Federal and state environmental officials were encountering even bigger obstacles as they attempted to confirm the existence of an injection well at the company’s Peabody facilities. By Wednesday morning the last of the fires there had burned itself out, and what remained was eight hundred acres of scorched and poisoned ruins — an uncharted industrial South Bronx filled with murky, foaming pools, unstable process structures, and pressurized tanks and pipelines suspected to contain not only explosives and flammable gases but some of the most toxic and/or carcinogenic and/or teratogenic substances known to man.
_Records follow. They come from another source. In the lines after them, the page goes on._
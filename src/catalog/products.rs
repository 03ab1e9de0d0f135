use crate::catalog::client::{CatalogClient, CatalogError};
use crate::logging::REPORT_TARGET;
use crate::metrics;
use crate::models::{BatchUploadResult, ProductRecord};
use serde::{Deserialize, Serialize};
use std::ops::Range;
use tracing::{error, info};

pub const LOAD_PRODUCTS_PATH: &str = "/loadProducts";

#[derive(Debug, Serialize)]
#[serde(rename_all = "camelCase")]
struct LoadProductsRequest<'a> {
    access_token: &'a str,
    products: &'a [ProductRecord],
}

#[derive(Debug, Deserialize)]
struct LoadProductsResponse {
    #[serde(default)]
    response: Option<String>,
    #[serde(default)]
    message: Option<String>,
}

/// Outcome of a single 200 response from `/loadProducts`.
#[derive(Debug, Clone, PartialEq, Eq)]
pub enum BatchOutcome {
    Saved,
    Failed(String),
}

/// Splits `count` items into consecutive ranges of `size`; the last range
/// holds the remainder.
pub fn plan_batches(count: usize, size: usize) -> Vec<Range<usize>> {
    let size = size.max(1);
    (0..count)
        .step_by(size)
        .map(|start| start..(start + size).min(count))
        .collect()
}

impl CatalogClient {
    /// Uploads one batch. Transport errors and non-200 statuses are returned as
    /// errors; a 200 that does not report success is a [`BatchOutcome::Failed`].
    pub async fn load_products(
        &self,
        products: &[ProductRecord],
    ) -> Result<BatchOutcome, CatalogError> {
        let body = self
            .post_json(
                LOAD_PRODUCTS_PATH,
                &LoadProductsRequest {
                    access_token: self.access_token(),
                    products,
                },
            )
            .await?;

        let outcome = match serde_json::from_str::<LoadProductsResponse>(&body) {
            Ok(LoadProductsResponse {
                response: Some(status),
                ..
            }) if status == "Success" => BatchOutcome::Saved,
            Ok(payload) => BatchOutcome::Failed(
                payload
                    .message
                    .or(payload.response)
                    .unwrap_or_else(|| "no response status".into()),
            ),
            Err(err) => BatchOutcome::Failed(format!("undecodable response: {err}")),
        };
        Ok(outcome)
    }
}

/// Uploads `products` sequentially in batches of `batch_size`. A batch that
/// the service refuses is recorded and the remaining batches still go out.
pub async fn upload_in_batches(
    client: &CatalogClient,
    products: &[ProductRecord],
    batch_size: usize,
) -> Result<Vec<BatchUploadResult>, CatalogError> {
    if products.is_empty() {
        info!(target: REPORT_TARGET, "No products to upload.");
        return Ok(Vec::new());
    }

    let plan = plan_batches(products.len(), batch_size);
    let last = plan.len();
    let mut results = Vec::with_capacity(last);
    for (position, range) in plan.into_iter().enumerate() {
        let index = position + 1;
        let size = range.len();
        if index == last && size < batch_size {
            info!(target: REPORT_TARGET, "Loading last batch.");
        } else {
            info!(target: REPORT_TARGET, "Loading batch: {index}");
        }

        let result = match client.load_products(&products[range]).await? {
            BatchOutcome::Saved => {
                info!(target: REPORT_TARGET, batch = index, size, "Successfully saved products.");
                BatchUploadResult {
                    index,
                    size,
                    success: true,
                    message: None,
                }
            }
            BatchOutcome::Failed(message) => {
                error!(
                    target: REPORT_TARGET,
                    batch = index,
                    size,
                    "Transaction completed with the following errors:\n{message}"
                );
                BatchUploadResult {
                    index,
                    size,
                    success: false,
                    message: Some(message),
                }
            }
        };
        metrics::batch_uploaded(index, size, result.success);
        results.push(result);
    }
    Ok(results)
}

#[cfg(test)]
mod tests {
    use super::*;
    use crate::testing::{StubBehavior, StubCatalog, sample_product};

    #[test]
    fn plan_covers_remainder_in_last_batch() {
        assert_eq!(plan_batches(12, 5), vec![0..5, 5..10, 10..12]);
        assert_eq!(plan_batches(10, 5), vec![0..5, 5..10]);
        assert_eq!(plan_batches(3, 5), vec![0..3]);
        assert!(plan_batches(0, 5).is_empty());
    }

    #[tokio::test]
    async fn batches_go_out_in_order_with_token() {
        let stub = StubCatalog::start(StubBehavior::default()).await;
        let client = CatalogClient::new(&stub.base_url, "secret");
        let products: Vec<_> = (1..=7).map(|n| sample_product(&format!("P{n}"), n)).collect();

        let results = upload_in_batches(&client, &products, 3).await.unwrap();
        assert_eq!(results.iter().map(|r| r.size).collect::<Vec<_>>(), vec![3, 3, 1]);
        assert!(results.iter().all(|r| r.success));
        assert_eq!(stub.upload_sizes(), vec![3, 3, 1]);

        let uploads = stub.uploads();
        assert_eq!(uploads[0]["accessToken"], "secret");
        let names: Vec<String> = uploads
            .iter()
            .flat_map(|body| body["products"].as_array().cloned().unwrap_or_default())
            .map(|product| product["name"].as_str().unwrap_or_default().to_string())
            .collect();
        assert_eq!(names, vec!["P1", "P2", "P3", "P4", "P5", "P6", "P7"]);
    }

    #[tokio::test]
    async fn refused_batch_does_not_stop_the_upload() {
        let stub = StubCatalog::start(StubBehavior {
            failing_batches: vec![2],
            ..StubBehavior::default()
        })
        .await;
        let client = CatalogClient::new(&stub.base_url, "t");
        let products: Vec<_> = (1..=6).map(|n| sample_product(&format!("P{n}"), n)).collect();

        let results = upload_in_batches(&client, &products, 2).await.unwrap();
        assert_eq!(results.len(), 3);
        assert!(results[0].success);
        assert!(!results[1].success);
        assert_eq!(results[1].message.as_deref(), Some("duplicate sku"));
        assert!(results[2].success);
    }

    #[tokio::test]
    async fn non_200_upload_is_fatal() {
        let stub = StubCatalog::start(StubBehavior {
            upload_status: 500,
            ..StubBehavior::default()
        })
        .await;
        let client = CatalogClient::new(&stub.base_url, "t");
        let products = vec![sample_product("P1", 1)];
        let err = upload_in_batches(&client, &products, 5).await.unwrap_err();
        assert!(matches!(err, CatalogError::Status { status: 500, .. }));
    }

    #[tokio::test]
    async fn empty_product_list_makes_no_calls() {
        let stub = StubCatalog::start(StubBehavior::default()).await;
        let client = CatalogClient::new(&stub.base_url, "t");
        let results = upload_in_batches(&client, &[], 5).await.unwrap();
        assert!(results.is_empty());
        assert!(stub.uploads().is_empty());
    }
}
The USEPA’s first priority, administrator Susan Carver told ABC News, would be to prevent contamination from spreading into groundwater and nearby estuaries.
“It’s now apparent,” Carver said, “that this company’s immense profitability was achieved through razor-thin safety margins and the systematic deception of the agencies responsible for oversight. I’m afraid there’s a very real risk of this personal and economic tragedy becoming a true environmental catastrophe, and right now I’m more worried about protecting public safety than assigning responsibility in the abstract. For us to locate a single wellhead at the site, assuming the well even exists, is going to be like finding a needle in a haystack that we know is full of rattlesnakes.”
By and large the press and public bought the Axelrod/Seitchek theory wholesale. Seismologists, however, reacted with their usual caution. They wanted to inspect the data. They needed time to model and construe. They said the rich and swarmy seismicity of April and May could plausibly have been induced by Sweeting-Aldren, but the main shock on Sunday night was another matter.
This shock, it was shown, had resulted from the rupture of rock along a deep fault running northeast from Peabody to a point in the neighborhood of April’s Ipswich epicenters. Howard Chun of Harvard deconvolved some short-period digital seismograms and demonstrated, fairly conclusively, that the rupture had spread from the northern end of the fault to the southern — in other words, that the event had “begun” near Ipswich. A Sweeting-Aldren injection well could therefore not have “caused” the earthquake; at most it could have destabilized the fault, or provided a general instability with a path of least resistance. But the entire subject of rupture propagation was not at all well understood.